The case also drives home the importance of employers keeping clear and detailed records.
“This is particularly important in general protection matters where there is a reverse onus – i.e. the onus is on the employer to show that the reason for termination for employment was not a prohibited reason – such as the employee exercising a workplace right,” says Byrnes.
“There should be a decision maker who is able to give clear, cogent reasons for what that reason is, and the documentation should be consistent with that reason for termination. That includes the letter of determination and the separation certificate.”
In this case, the documentation supported the employee’s account of events.
In more general terms, providing a reason for termination is paramount.
“An employer who doesn’t give a reason for termination is handing the employee a blank canvas on which to paint a picture as to the reasons for termination. That’s the danger of not giving a clear reason as to the termination of employment.”
On top of that, Byrnes says failing to provide a clear reason indicates the employer hasn’t adequately reflected upon the real reason for letting the employee go.
Understand an employee’s rights
This case presents a prime example of how not to respond when an employee receives a serious health diagnosis.
Of course, the first response should always be one of empathy and compassion, but what are the subsequent steps to take thereafter from a legal standpoint?
It’s prohibited to terminate a worker’s employment because of illness for three months in any 12 month period.
“That’s an absolute prohibition,” says Byrnes.
“But even if the absence extends beyond that period, then it could be an unfair dismissal in circumstances if the employer is unable to show that the employee is incapable of performing the position for the foreseeable future.”

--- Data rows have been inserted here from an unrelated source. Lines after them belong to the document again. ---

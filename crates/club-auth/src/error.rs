use std::panic::Location;

use error_location::ErrorLocation;
use thiserror::Error;

#[derive(Error, Debug)]
pub enum AuthError {
    #[error("Token decode failed: {message} {location}")]
    Decode {
        message: String,
        location: ErrorLocation,
    },

    #[error("Token signature rejected: {source} {location}")]
    Signature {
        #[source]
        source: jsonwebtoken::errors::Error,
        location: ErrorLocation,
    },

    #[error("Token expired at {exp} {location}")]
    Expired { exp: i64, location: ErrorLocation },
}

impl AuthError {
    #[track_caller]
    pub fn decode(message: impl Into<String>) -> Self {
        Self::Decode {
            message: message.into(),
            location: ErrorLocation::from(Location::caller()),
        }
    }

    /// Both malformed and wrongly signed tokens are "not a usable credential".
    pub fn is_decode_failure(&self) -> bool {
        matches!(self, Self::Decode { .. } | Self::Signature { .. })
    }
}

pub type Result<T> = std::result::Result<T, AuthError>;
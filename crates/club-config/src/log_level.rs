use crate::{ConfigError, DEFAULT_LOG_LEVEL_STRING};

use std::ops::Deref;
use std::str::FromStr;

use log::LevelFilter;
use serde::de::Error as DeError;
use serde::{Deserialize, Deserializer};

/// `log::LevelFilter` read from config text ("off" through "trace").
#[derive(Debug, Clone, Copy, PartialEq, Eq)]
pub struct LogLevel(pub LevelFilter);

impl<'de> Deserialize<'de> for LogLevel {
    fn deserialize<D>(deserializer: D) -> Result<Self, D::Error>
    where
        D: Deserializer<'de>,
    {
        let s = Option::<String>::deserialize(deserializer)?
            .unwrap_or_else(|| String::from(DEFAULT_LOG_LEVEL_STRING));

        LogLevel::from_str(&s).map_err(D::Error::custom)
    }
}

impl From<LogLevel> for LevelFilter {
    fn from(log_level: LogLevel) -> Self {
        log_level.0
    }
}

impl Deref for LogLevel {
    type Target = LevelFilter;

    fn deref(&self) -> &Self::Target {
        &self.0
    }
}

impl FromStr for LogLevel {
    type Err = ConfigError;

    #[track_caller]
    fn from_str(s: &str) -> Result<Self, Self::Err> {
        match s.trim().to_lowercase().as_str() {
            "off" => Ok(LogLevel(LevelFilter::Off)),
            "error" => Ok(LogLevel(LevelFilter::Error)),
            "warn" => Ok(LogLevel(LevelFilter::Warn)),
            "info" => Ok(LogLevel(LevelFilter::Info)),
            "debug" => Ok(LogLevel(LevelFilter::Debug)),
            "trace" => Ok(LogLevel(LevelFilter::Trace)),
            other => Err(ConfigError::config(format!(
                "unknown log level '{other}', expected off|error|warn|info|debug|trace"
            ))),
        }
    }
}
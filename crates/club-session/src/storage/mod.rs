pub(crate) mod error;
pub(crate) mod file_storage;
pub(crate) mod memory_storage;

pub use error::{Result as StorageResult, StorageError};
pub use file_storage::FileStorage;
pub use memory_storage::MemoryStorage;

/// Durable key-value store backing the persisted session record.
pub trait SessionStorage {
    /// Read the value under `key`, `None` when absent.
    fn get(&self, key: &str) -> StorageResult<Option<String>>;

    /// Write `value` under `key`, replacing any previous value.
    fn set(&self, key: &str, value: &str) -> StorageResult<()>;

    /// Delete `key`. Removing a missing key succeeds.
    fn remove(&self, key: &str) -> StorageResult<()>;
}

/// Keys become file names, so only a conservative character set is accepted.
#[track_caller]
pub(crate) fn check_key(key: &str) -> StorageResult<()> {
    if key.is_empty() {
        return Err(StorageError::invalid_key(key, "key cannot be empty"));
    }
    if !key
        .chars()
        .all(|c| c.is_ascii_alphanumeric() || c == '_' || c == '-')
    {
        return Err(StorageError::invalid_key(
            key,
            "only letters, digits, '_' and '-' are allowed",
        ));
    }
    Ok(())
}
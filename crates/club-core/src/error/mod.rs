use std::panic::Location;
use std::result::Result as StdResult;

use error_location::ErrorLocation;
use thiserror::Error;

#[derive(Error, Debug)]
pub enum CoreError {
    #[error("Invalid user role: {value} {location}")]
    InvalidUserRole {
        value: String,
        location: ErrorLocation,
    },

    #[error("Malformed session record: {message} {location}")]
    MalformedRecord {
        message: String,
        location: ErrorLocation,
    },

    #[error("Session record serialization failed: {source} {location}")]
    Serialization {
        #[source]
        source: serde_json::Error,
        location: ErrorLocation,
    },
}

impl CoreError {
    #[track_caller]
    pub fn malformed_record(message: impl Into<String>) -> Self {
        Self::MalformedRecord {
            message: message.into(),
            location: ErrorLocation::from(Location::caller()),
        }
    }
}

impl From<serde_json::Error> for CoreError {
    #[track_caller]
    fn from(source: serde_json::Error) -> Self {
        Self::Serialization {
            source,
            location: ErrorLocation::from(Location::caller()),
        }
    }
}

pub type Result<T> = StdResult<T, CoreError>;
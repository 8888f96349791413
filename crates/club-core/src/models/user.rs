use crate::UserRole;

use serde::{Deserialize, Serialize};

/// Club member as issued by the authentication service.
///
/// Treated as immutable; a profile update replaces the whole value.
#[derive(Debug, Clone, PartialEq, Eq, Serialize, Deserialize)]
pub struct User {
    pub id: String,
    pub name: String,
    pub email: String,
    pub role: UserRole,
}

impl User {
    pub fn is_admin(&self) -> bool {
        self.role.is_admin()
    }
}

That is, the employer must be able to provide medical evidence that indicates the employee is unable to perform their usual work tasks, in order for the dismissal to not be classed as unfair.
Though Byrnes acknowledges extended absences can create difficulties for employers, especially small businesses, he says they must look at “alternative resourcing models or staffing models to try and fill the gap rather than simply terminating the employment”.
It’s also not just a matter of the law, but of human decency.
“When you are dealing with an employee who has a very serious adverse health diagnosis, you need to reflect on the manner in which you treat a person in those circumstances. It’s not just about honouring their strict legal rights, but honouring them in a dignified and respectful way.”